Blackstone Group, which has been on an industrial-buying binge, reported a jump in overall net income in the third quarter compared to the same period last year.
Blackstone’s $779 million in net income from July through September was up more than 75 percent from the $442 million it reported over the same period in 2018, the company announced Wednesday.
The numbers were also higher than the second quarter, when Blackstone reported a net income of $305.8 million.
From July through September, distributable earnings also rose, to $708.9 million, or 58 cents per share. Distributable earnings from its real estate division were up 10 percent, to $401 million.
In an earnings call following the quarterly release, Blackstone CFO Michael Chae took a swipe at — but did not identify — businesses that have recently encountered problems with their initial public offerings.
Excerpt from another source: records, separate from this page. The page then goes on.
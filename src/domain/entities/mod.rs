//! # Domain Entities
//!
//! The loan application is the only entity. It maps directly to the
//! `loan_applications` table.
//!
//! ## Repository Traits
//!
//! The entity has an associated repository trait defining data access operations.
//! It is implemented in the infrastructure layer, following the
//! dependency inversion principle.

mod loan_application;

pub use loan_application::{LoanApplication, LoanApplicationRepository, DEFAULT_STATUS};

#[cfg(test)]
pub use loan_application::MockLoanApplicationRepository;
“The idea you can sort of show up with the business and say, ‘hey, look, I’ll start making money six or seven years from now,’ that’s becoming increasingly difficult,” he said. “I think the danger in markets is when you get excesses, when you get bubbles.”
Blackstone also signaled that it may be on the hunt for ever more last-mile warehouse space, after the record-setting $18 billion purchase of the GLP warehouse portfolio earlier this summer.
In June, Blackstone purchased the GLP portfolio, which has 1,300 properties and spans 179 million square feet. It has also continued its industrial acquisitions in the months that have followed, closing deals ranging from one-off property acquisitions to a partial selloff of that newly-acquired portfolio. The firm is also eyeing another warehouse portfolio near New York’s JFK airport. The largest tenant in the GLP portfolio is Amazon, making Blackstone the e-commerce giant’s landlord.
“We bought more than a billion square feet around the world over the last nine years, and we continue to like that area and you saw two big transactions,” said CEO Stephen Schwarzman.
Blackstone also reported $554 billion in assets under management, up from $456 billion over the same period last year. That included $157 billion in real estate, up from $120 billion. The firm also announced $16 billion in pending deals.
The company said it was bullish about acquiring what it called “idiosyncratic” companies where it can take an active role in operations and drive up value.
“There’s always under-managed or under-capitalized companies out there or pieces of real estate where there’s value to be created if you have good management,” said executive vice chairman Hamilton Evans James.